Alongside our summer schools for individuals, we host a wide range of school and partner residentials, where students visit as a group from their school or organisation to experience university life together. These visits are short, high-impact stays designed to build familiarity, raise aspirations, and make university feel achievable.
While our summer schools (like Discover Bath and Step into Bath) are open to individual applicants, these residentials are arranged with schools and outreach partners and involve cohorts of 30 to 200 students visiting together, usually in Year 10 or Year 12.
What Our Residentials Offer
This year, we’ll be hosting a variety of residential experiences, including:
- School and partner group visits, typically involving Year 12 students staying one or two nights on campus
- The Villiers Park summer school, designed to give Year 10s a supportive first taste of university
- The Smallpeice Trust residential, which introduces Year 10 students to engineering through practical team-based challenges
These experiences are deliberately broad and inclusive, less about academic specialism, and more about providing insight into what university is, how it works, and how students can see themselves there.
Students take part in:
- Campus tours and facilities visits
- Student life talks and Q&A sessions
- Accommodation stays in university halls
- Taster lectures and skills-based workshops
- Opportunities to explore the city of Bath
- Informal conversations with current students
That peer interaction, hearing directly from student ambassadors, often makes the biggest impact. It gives participants honest, relatable insight into student life, and a chance to ask the questions that really matter to them.

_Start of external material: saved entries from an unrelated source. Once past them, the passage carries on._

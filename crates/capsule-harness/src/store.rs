//! # Capsule Store
//!
//! Persistence interface for capsule documents and the filesystem
//! implementation used by the runner.
//!
//! The harness itself only ever calls [`CapsuleStore::get`]. `save` and
//! `save_blob` exist for tooling that writes capsules and side artifacts
//! (e.g. vault blobs referenced from memory capsules).
//!
//! ## Document Formats
//!
//! Documents are JSON. Files ending in `.yaml` or `.yml` are parsed as
//! YAML into the same JSON value model, so flows may be written in either.

use std::fs;
use std::path::{Component, Path, PathBuf};

use serde_json::Value;

use crate::error::StoreError;

/// Subdirectory of the store root holding binary blobs.
pub const VAULT_DIR: &str = "vault";

/// Source of capsule and flow documents.
pub trait CapsuleStore: Send + Sync {
    /// The location `get` reads for `path`. Trace entries record this.
    fn resolve(&self, path: &Path) -> PathBuf;

    /// Read and parse the document at `path`.
    fn get(&self, path: &Path) -> Result<Value, StoreError>;

    /// Write `doc` at `path`, creating parent directories.
    fn save(&self, path: &Path, doc: &Value) -> Result<(), StoreError>;

    /// Write raw bytes under `name` and return a locator for them.
    fn save_blob(&self, name: &str, data: &[u8]) -> Result<String, StoreError>;
}

/// A [`CapsuleStore`] backed by the local filesystem.
///
/// Relative paths resolve against `root`, and a relative root against the
/// working directory, so resolved paths are absolute. Absolute paths pass
/// through unchanged. The root does not need to exist until the first
/// write.
#[derive(Debug, Clone)]
pub struct LocalStore {
    root: PathBuf,
}

impl LocalStore {
    pub fn new(root: impl Into<PathBuf>) -> Self {
        Self { root: root.into() }
    }

    /// Return the root directory.
    pub fn root(&self) -> &Path {
        &self.root
    }
}

impl Default for LocalStore {
    /// Rooted at the current working directory.
    fn default() -> Self {
        Self::new(".")
    }
}

fn is_yaml(path: &Path) -> bool {
    matches!(
        path.extension().and_then(|e| e.to_str()),
        Some("yaml") | Some("yml")
    )
}

/// Parse document text according to the file extension of `path`.
pub fn parse_document(path: &Path, text: &str) -> Result<Value, StoreError> {
    if is_yaml(path) {
        serde_yaml::from_str(text).map_err(|e| StoreError::Parse {
            format: "YAML",
            path: path.to_path_buf(),
            message: e.to_string(),
        })
    } else {
        serde_json::from_str(text).map_err(|e| StoreError::Parse {
            format: "JSON",
            path: path.to_path_buf(),
            message: e.to_string(),
        })
    }
}

fn validate_blob_name(name: &str) -> Result<&str, StoreError> {
    let mut components = Path::new(name).components();
    match (components.next(), components.next()) {
        (Some(Component::Normal(_)), None) => Ok(name),
        _ => Err(StoreError::InvalidBlobName(name.to_string())),
    }
}

/// Drop `.` components, which `Path::join` keeps verbatim.
fn without_cur_dir(path: &Path) -> PathBuf {
    path.components()
        .filter(|c| !matches!(c, Component::CurDir))
        .collect()
}

impl CapsuleStore for LocalStore {
    fn resolve(&self, path: &Path) -> PathBuf {
        if path.is_absolute() {
            return path.to_path_buf();
        }
        let joined = self.root.join(path);
        if joined.is_absolute() {
            return without_cur_dir(&joined);
        }
        match std::env::current_dir() {
            Ok(cwd) => without_cur_dir(&cwd.join(joined)),
            Err(_) => joined,
        }
    }

    fn get(&self, path: &Path) -> Result<Value, StoreError> {
        let full = self.resolve(path);
        let text = match fs::read_to_string(&full) {
            Ok(text) => text,
            Err(e) if e.kind() == std::io::ErrorKind::NotFound => {
                return Err(StoreError::NotFound(full));
            }
            Err(e) => return Err(e.into()),
        };
        parse_document(&full, &text)
    }

    fn save(&self, path: &Path, doc: &Value) -> Result<(), StoreError> {
        let full = self.resolve(path);
        if let Some(dir) = full.parent() {
            fs::create_dir_all(dir)?;
        }
        let mut out = serde_json::to_string_pretty(doc)?;
        out.push('\n');
        fs::write(&full, out)?;
        tracing::debug!(path = %full.display(), "capsule saved");
        Ok(())
    }

    fn save_blob(&self, name: &str, data: &[u8]) -> Result<String, StoreError> {
        let name = validate_blob_name(name)?;
        let dir = self.root.join(VAULT_DIR);
        fs::create_dir_all(&dir)?;
        let full = dir.join(name);
        fs::write(&full, data)?;
        let full = fs::canonicalize(&full)?;
        Ok(format!("file://{}", full.display()))
    }
}
//! # Error Types — Structured Error Hierarchy
//!
//! Defines the error types shared by every crate in the workspace. All
//! errors use `thiserror` for derive-based `Display` and `Error`
//! implementations.
//!
//! ## Design
//!
//! - Canonicalization errors are structural: they mark a capsule as
//!   unusable at load time, never as a governance violation.
//! - Hashing option errors are caught when the options are built, so the
//!   hash functions themselves are infallible.

use thiserror::Error;

/// Top-level error type for capsule handling.
#[derive(Error, Debug)]
pub enum CapsuleError {
    /// Canonicalization failed.
    #[error("canonicalization error: {0}")]
    Canonicalization(#[from] CanonicalizationError),

    /// Hash configuration was rejected.
    #[error("crypto error: {0}")]
    Crypto(#[from] CryptoError),

    /// The document is valid JSON but not a capsule (e.g. not an object).
    #[error("invalid capsule: {0}")]
    InvalidCapsule(String),

    /// A timestamp string could not be parsed.
    #[error("invalid timestamp: {0}")]
    InvalidTimestamp(String),

    /// JSON parsing or serialization failed.
    #[error("json error: {0}")]
    Json(#[from] serde_json::Error),

    /// IO error.
    #[error("io error: {0}")]
    Io(#[from] std::io::Error),
}

/// Error during canonical serialization.
#[derive(Error, Debug, Clone, PartialEq)]
pub enum CanonicalizationError {
    /// NaN or an infinity was encountered.
    #[error("non-finite number is forbidden in canonical form: {0}")]
    NonFiniteNumber(f64),

    /// The value contains something that has no JSON representation
    /// (e.g. a map with non-string keys).
    #[error("unsupported type for canonicalization: {0}")]
    UnsupportedType(String),
}

/// Error in hashing configuration.
#[derive(Error, Debug, Clone, PartialEq, Eq)]
pub enum CryptoError {
    /// The requested digest length is outside what the algorithm produces.
    #[error("invalid digest length {length} for {algorithm}: {reason}")]
    InvalidDigestLength {
        /// Algorithm name.
        algorithm: String,
        /// Requested length in bytes.
        length: usize,
        /// Why the length was rejected.
        reason: String,
    },

    /// The algorithm name is not recognized.
    #[error("unknown hash algorithm: {0:?}")]
    UnknownAlgorithm(String),
}
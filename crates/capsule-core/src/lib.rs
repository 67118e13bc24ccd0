//! # capsule-core — Foundational Types for the Capsule Harness
//!
//! This crate is the leaf of the workspace. It defines the canonical byte
//! representation of capsules and the records that flow through a harness
//! run. Every other crate depends on `capsule-core`; it depends on nothing
//! internal.
//!
//! ## Key Design Principles
//!
//! 1. **`CanonicalBytes` newtype.** All digest computation flows through
//!    [`canonicalize()`] or [`CanonicalBytes::new()`]. Hash functions accept
//!    nothing else, so two semantically identical capsules cannot hash
//!    differently.
//!
//! 2. **Typed capsule events.** Payload inspection happens once, in
//!    [`CapsuleEvent::decode()`]. Observers match on the sum type instead of
//!    reaching into raw JSON.
//!
//! 3. **Closed failure codes.** [`FailureCode`] is exhaustive; adding a code
//!    forces every consumer to handle it.
//!
//! 4. **UTC-only timestamps** with millisecond precision and a `Z` suffix.
//!
//! ## Crate Policy
//!
//! - No dependencies on other `capsule-*` crates.
//! - No `unsafe` code.
//! - No `panic!()` or `.unwrap()` outside tests.

pub mod canonical;
pub mod capsule;
pub mod digest;
pub mod error;
pub mod href;
pub mod identity;
pub mod temporal;
pub mod trace;

// Re-export primary types for ergonomic imports.
pub use canonical::{canonicalize, CanonicalBytes, CanonicalizeOptions, DEFAULT_DECIMALS};
pub use capsule::{extract_capsule_type, CapsuleEvent, CapsuleType, MemoryRecord};
pub use digest::{ContentDigest, DigestAlgorithm};
pub use error::{CanonicalizationError, CapsuleError, CryptoError};
pub use href::HrefV1;
pub use identity::{CapsuleHash, PolicyHash};
pub use temporal::Timestamp;
pub use trace::{CapsuleMeta, Failure, FailureCode, TraceEntry};
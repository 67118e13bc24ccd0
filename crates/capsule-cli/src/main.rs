//! # capsule CLI entry point
//!
//! Parses command-line arguments, sets up logging from the verbosity flag
//! and dispatches to subcommand handlers.

use std::path::PathBuf;
use std::process::ExitCode;

use clap::{Parser, Subcommand};
use tracing_subscriber::EnvFilter;

use capsule_cli::canon::{run_canon, CanonArgs};
use capsule_cli::hash::{run_hash, HashArgs};
use capsule_cli::href::{run_href, HrefArgs};
use capsule_cli::run::{run_run, RunArgs};
use capsule_cli::validate::{run_validate, ValidateArgs};
use capsule_cli::{load_config, GlobalOpts};

/// Capsule governance harness.
///
/// Replays flows of governance capsules, checks consent, policy authority
/// and memory-commit rules, and reports every failure with its step.
#[derive(Parser, Debug)]
#[command(name = "capsule", version, about, long_about = None)]
struct Cli {
    /// Enable verbose output. Repeat for more verbosity (-v, -vv, -vvv).
    #[arg(short, long, action = clap::ArgAction::Count, global = true)]
    verbose: u8,

    /// Path to a harness configuration file (JSON or YAML).
    #[arg(long, global = true)]
    config: Option<PathBuf>,

    /// Decimal places kept when canonicalizing numbers.
    #[arg(long, global = true)]
    decimals: Option<u32>,

    /// Disable NFC normalization of strings.
    #[arg(long, global = true)]
    no_nfc: bool,

    /// Emit logs as JSON lines.
    #[arg(long, global = true)]
    log_json: bool,

    #[command(subcommand)]
    command: Commands,
}

#[derive(Subcommand, Debug)]
enum Commands {
    /// Run a flow and report failures, trace and observer state.
    Run(RunArgs),

    /// Print the canonical form of a document.
    Canon(CanonArgs),

    /// Print the digest and prefixed identifier of a document.
    Hash(HashArgs),

    /// Validate a capsule against a JSON Schema.
    Validate(ValidateArgs),

    /// Encode or parse HREF v1 reference lines.
    Href(HrefArgs),
}

fn main() -> ExitCode {
    let cli = Cli::parse();

    let filter = match cli.verbose {
        0 => EnvFilter::new("warn"),
        1 => EnvFilter::new("info"),
        2 => EnvFilter::new("debug"),
        _ => EnvFilter::new("trace"),
    };

    let subscriber = tracing_subscriber::fmt()
        .with_env_filter(filter)
        .with_writer(std::io::stderr)
        .with_target(false);
    if cli.log_json {
        subscriber.json().init();
    } else {
        subscriber.init();
    }

    let globals = GlobalOpts {
        config: cli.config,
        decimals: cli.decimals,
        no_nfc: cli.no_nfc,
    };

    let result = load_config(&globals).and_then(|config| match &cli.command {
        Commands::Run(args) => run_run(args, &config),
        Commands::Canon(args) => run_canon(args, &config),
        Commands::Hash(args) => run_hash(args, &config),
        Commands::Validate(args) => run_validate(args),
        Commands::Href(args) => run_href(args),
    });

    match result {
        Ok(code) => ExitCode::from(code),
        Err(e) => {
            tracing::error!("{e:#}");
            ExitCode::from(1)
        }
    }
}
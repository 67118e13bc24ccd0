//! Descriptive tally of every observed capsule. Never fails.

use std::collections::BTreeMap;

use capsule_core::{Failure, TraceEntry};
use serde::{Deserialize, Serialize};

use crate::Observer;

#[derive(Debug, Clone, Default, PartialEq, Eq, Serialize, Deserialize)]
pub struct CapsuleSnapshot {
    pub total_count: usize,
    pub count_by_type: BTreeMap<String, usize>,
    pub ordered_types: Vec<String>,
}

#[derive(Debug, Default)]
pub struct CapsuleObserver {
    state: CapsuleSnapshot,
}

impl CapsuleObserver {
    pub fn new() -> Self {
        Self::default()
    }
}

impl Observer for CapsuleObserver {
    type Snapshot = CapsuleSnapshot;

    fn observe(&mut self, entry: &TraceEntry) -> Vec<Failure> {
        let label = entry.capsule.capsule_type.as_str().to_string();
        self.state.total_count += 1;
        *self.state.count_by_type.entry(label.clone()).or_insert(0) += 1;
        self.state.ordered_types.push(label);
        Vec::new()
    }

    fn snapshot(&self) -> CapsuleSnapshot {
        self.state.clone()
    }
}

#[cfg(test)]
mod tests {
    use super::*;
    use crate::test_support::entry;
    use capsule_core::CapsuleType;
    use serde_json::json;

    #[test]
    fn test_counts_and_order() {
        let mut obs = CapsuleObserver::new();
        for (i, t) in [
            CapsuleType::State,
            CapsuleType::ConsentAssertion,
            CapsuleType::State,
            CapsuleType::Other("X".into()),
        ]
        .into_iter()
        .enumerate()
        {
            assert!(obs.observe(&entry(i, t, Some(json!({})))).is_empty());
        }
        let snap = obs.snapshot();
        assert_eq!(snap.total_count, 4);
        assert_eq!(snap.count_by_type["STATE"], 2);
        assert_eq!(snap.count_by_type["X"], 1);
        assert_eq!(
            snap.ordered_types,
            vec!["STATE", "CONSENT_ASSERTION", "STATE", "X"]
        );
    }

    #[test]
    fn test_counts_unhashed_entries() {
        let mut obs = CapsuleObserver::new();
        obs.observe(&entry(0, CapsuleType::MemoryCommit, None));
        assert_eq!(obs.snapshot().total_count, 1);
    }

    #[test]
    fn test_snapshot_is_idempotent() {
        let mut obs = CapsuleObserver::new();
        obs.observe(&entry(0, CapsuleType::State, Some(json!({}))));
        assert_eq!(obs.snapshot(), obs.snapshot());
    }
}
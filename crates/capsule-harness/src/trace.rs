//! # Trace Builder
//!
//! Turns one flow step into a [`TraceEntry`]: resolve the capsule path
//! through the store, load the document, check it is an object, read its type, then
//! canonicalize and hash it. Any failure along the way becomes a single
//! load-tier [`Failure`] for that step; it never aborts the run.

use std::path::{Path, PathBuf};

use capsule_core::{
    canonicalize, CanonicalizeOptions, CapsuleEvent, CapsuleHash, CapsuleMeta, CapsuleType,
    Failure, FailureCode, TraceEntry,
};
use capsule_crypto::{hash, HashOptions};
use serde_json::Value;

use crate::flow::FlowStep;
use crate::store::CapsuleStore;

/// A successfully loaded step: the trace entry plus the raw document,
/// which is what adapters receive.
#[derive(Debug, Clone)]
pub struct LoadedStep {
    pub entry: TraceEntry,
    pub capsule: Value,
}

/// Resolve a capsule path: absolute paths unchanged, relative ones
/// against `base_dir`.
pub fn resolve_capsule_path(base_dir: &Path, capsule_path: &str) -> PathBuf {
    let path = Path::new(capsule_path);
    if path.is_absolute() {
        path.to_path_buf()
    } else {
        base_dir.join(path)
    }
}

fn json_kind(value: &Value) -> &'static str {
    match value {
        Value::Null => "null",
        Value::Bool(_) => "boolean",
        Value::Number(_) => "number",
        Value::String(_) => "string",
        Value::Array(_) => "array",
        Value::Object(_) => "object",
    }
}

pub struct TraceBuilder<'a> {
    store: &'a dyn CapsuleStore,
    canonical: CanonicalizeOptions,
    hash: HashOptions,
}

impl<'a> TraceBuilder<'a> {
    pub fn new(
        store: &'a dyn CapsuleStore,
        canonical: CanonicalizeOptions,
        hash: HashOptions,
    ) -> Self {
        Self {
            store,
            canonical,
            hash,
        }
    }

    /// Build the trace entry for `step`, or the one failure explaining why
    /// it could not be loaded.
    pub fn build(
        &self,
        step_index: usize,
        step: &FlowStep,
        base_dir: &Path,
    ) -> Result<LoadedStep, Failure> {
        let fail = |code, message: String| Failure::at_step(step_index, &step.name, code, message);

        let path = self
            .store
            .resolve(&resolve_capsule_path(base_dir, &step.capsule_path));
        let capsule = self.store.get(&path).map_err(|e| {
            fail(
                FailureCode::FileError,
                format!("failed to load {}: {e}", path.display()),
            )
        })?;
        if !capsule.is_object() {
            return Err(fail(
                FailureCode::InvalidCapsule,
                format!("capsule must be a JSON object, got {}", json_kind(&capsule)),
            ));
        }

        let capsule_type = CapsuleType::of(&capsule);
        let mut meta = CapsuleMeta {
            capsule_type: capsule_type.clone(),
            capsule_path: path.display().to_string(),
            canonical_json: None,
            hash_hex: None,
            capsule_hash: None,
        };

        let event = if step.compute_hashes {
            let canonical = canonicalize(&capsule, &self.canonical).map_err(|e| {
                fail(
                    FailureCode::InvalidCapsule,
                    format!("canonicalization failed: {e}"),
                )
            })?;
            // Governance rules read the normalized form, not the raw file.
            let normalized: Value = serde_json::from_str(canonical.as_str()).map_err(|e| {
                fail(
                    FailureCode::InvalidCapsule,
                    format!("canonical form does not reparse: {e}"),
                )
            })?;
            let digest = hash(&canonical, &self.hash);
            meta.hash_hex = Some(digest.to_hex());
            meta.capsule_hash = Some(CapsuleHash::from_digest(&digest));
            meta.canonical_json = Some(canonical.into_string());
            CapsuleEvent::decode(&capsule_type, &normalized)
        } else {
            CapsuleEvent::decode(&capsule_type, &Value::Null)
        };

        tracing::trace!(
            step_index,
            step_name = %step.name,
            capsule_type = %capsule_type,
            hashed = step.compute_hashes,
            "trace entry built"
        );

        Ok(LoadedStep {
            entry: TraceEntry {
                step_index,
                step_name: step.name.clone(),
                capsule: meta,
                event,
            },
            capsule,
        })
    }
}

#[cfg(test)]
mod tests {
    use super::*;
    use crate::store::LocalStore;
    use capsule_core::DigestAlgorithm;
    use serde_json::json;
    use std::fs;

    fn write(dir: &Path, name: &str, body: &str) {
        fs::write(dir.join(name), body).unwrap();
    }

    fn build(dir: &Path, step: &FlowStep) -> Result<LoadedStep, Failure> {
        let store = LocalStore::new(dir);
        TraceBuilder::new(&store, CanonicalizeOptions::default(), HashOptions::default())
            .build(0, step, dir)
    }

    #[test]
    fn test_relative_path_against_base_dir() {
        assert_eq!(
            resolve_capsule_path(Path::new("/flows"), "capsules/a.json"),
            PathBuf::from("/flows/capsules/a.json")
        );
        assert_eq!(
            resolve_capsule_path(Path::new("/flows"), "/elsewhere/a.json"),
            PathBuf::from("/elsewhere/a.json")
        );
    }

    #[test]
    fn test_hashed_entry() {
        let dir = tempfile::tempdir().unwrap();
        write(dir.path(), "a.json", r#"{"z": 1.0000001, "capsule_type": "STATE"}"#);
        let loaded = build(dir.path(), &FlowStep::new("s", "a.json")).unwrap();
        let meta = &loaded.entry.capsule;
        assert_eq!(meta.capsule_type, CapsuleType::State);
        assert_eq!(
            meta.canonical_json.as_deref(),
            Some(r#"{"capsule_type":"STATE","z":1}"#)
        );
        let hex = meta.hash_hex.as_deref().unwrap();
        assert_eq!(hex.len(), 32);
        assert_eq!(
            meta.capsule_hash.as_ref().map(|h| h.to_string()),
            Some(format!("cap_{hex}"))
        );
        assert_eq!(
            meta.capsule_path,
            dir.path().join("a.json").display().to_string()
        );
        assert_eq!(loaded.capsule["z"], json!(1.0000001));
    }

    #[test]
    fn test_relative_base_dir_records_store_path() {
        let dir = tempfile::tempdir().unwrap();
        fs::create_dir_all(dir.path().join("flows/capsules")).unwrap();
        write(&dir.path().join("flows/capsules"), "a.json", "{}");
        let store = LocalStore::new(dir.path());
        let loaded = TraceBuilder::new(&store, CanonicalizeOptions::default(), HashOptions::default())
            .build(0, &FlowStep::new("s", "capsules/a.json"), Path::new("flows"))
            .unwrap();
        assert_eq!(
            loaded.entry.capsule.capsule_path,
            dir.path().join("flows/capsules/a.json").display().to_string()
        );
    }

    #[test]
    fn test_hash_options_apply() {
        let dir = tempfile::tempdir().unwrap();
        write(dir.path(), "a.json", "{}");
        let store = LocalStore::new(dir.path());
        let opts = HashOptions::new(DigestAlgorithm::Sha256, None).unwrap();
        let loaded = TraceBuilder::new(&store, CanonicalizeOptions::default(), opts)
            .build(0, &FlowStep::new("s", "a.json"), dir.path())
            .unwrap();
        assert_eq!(loaded.entry.capsule.hash_hex.unwrap().len(), 64);
    }

    #[test]
    fn test_missing_type_is_unknown() {
        let dir = tempfile::tempdir().unwrap();
        write(dir.path(), "a.json", r#"{"payload": true}"#);
        let loaded = build(dir.path(), &FlowStep::new("s", "a.json")).unwrap();
        assert_eq!(loaded.entry.capsule.capsule_type, CapsuleType::Unknown);
        assert_eq!(loaded.entry.event, CapsuleEvent::Unhandled(CapsuleType::Unknown));
    }

    #[test]
    fn test_unhashed_entry_keeps_type_and_path_only() {
        let dir = tempfile::tempdir().unwrap();
        write(
            dir.path(),
            "a.json",
            r#"{"capsule_type": "CONSENT_ASSERTION", "consent": {"scope": ["memory_commit"]}}"#,
        );
        let mut step = FlowStep::new("s", "a.json");
        step.compute_hashes = false;
        let loaded = build(dir.path(), &step).unwrap();
        assert!(!loaded.entry.is_hashed());
        assert!(loaded.entry.capsule_hash().is_none());
        assert_eq!(loaded.entry.capsule.capsule_type, CapsuleType::ConsentAssertion);
        assert_eq!(
            loaded.entry.event,
            CapsuleEvent::ConsentAssertion { scope: Vec::new() }
        );
        let v = serde_json::to_value(&loaded.entry).unwrap();
        assert!(v["capsule"].get("canonical_json").is_none());
    }

    #[test]
    fn test_file_errors() {
        let dir = tempfile::tempdir().unwrap();
        write(dir.path(), "bad.json", "{oops");
        for path in ["missing.json", "bad.json"] {
            let f = build(dir.path(), &FlowStep::new("s", path)).unwrap_err();
            assert_eq!(f.code, FailureCode::FileError);
            assert_eq!(f.step_index, Some(0));
            assert_eq!(f.step_name.as_deref(), Some("s"));
            assert!(f.message.contains(path), "{}", f.message);
        }
    }

    #[test]
    fn test_non_object_capsule() {
        let dir = tempfile::tempdir().unwrap();
        write(dir.path(), "a.json", "[1, 2]");
        let f = build(dir.path(), &FlowStep::new("s", "a.json")).unwrap_err();
        assert_eq!(f.code, FailureCode::InvalidCapsule);
        assert!(f.message.contains("array"));
    }
}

Building Confidence, Changing Perceptions
These residentials create space for young people to step outside their usual environment and see university up close, not just as an abstract idea, but as a place they could belong.
Feedback from teachers and students tells us how powerful that can be. For many students, it's their first night away from home, their first real sense of what a lecture feels like, or their first chance to explore what they’d want from university life.
The result? Students leave with more confidence, greater clarity, and a stronger sense of their next steps.
Why Residentials Matter
Residential visits are consistently cited as one of the most impactful tools in widening access and for good reason. They allow students to experience the reality of university life: staying in accommodation, exploring the campus, and building familiarity with a setting that might otherwise feel distant or intimidating.
But what makes these school and partner residentials particularly powerful is how accessible they are.
Unlike summer schools, which require students to submit an individual application and often attract those already confident or interested in university, these residentials bring students in as part of a group they already know; classmates, friends, or peers from the same school or organisation.
That makes a big difference.
The social familiarity removes much of the anxiety or pressure that can come with stepping into a new environment. It allows students to engage at their own pace, with trusted teachers and friends alongside them. For many, this is a “softer entry point”, a way to experience university in a low-pressure, supportive context that still feels exciting and new.
It’s also a practical enabler. Schools that are based further away from Bath and might struggle to justify a long day trip can bring students for an overnight stay and make the most of their time on campus. This opens up access to students who may otherwise never have the chance to visit a university in person.
These residentials offer breadth as well as depth. They let us reach whole groups of students, including those who may not put themselves forward for a summer school and provide an experience that’s designed to spark curiosity, build confidence, and show students what’s possible.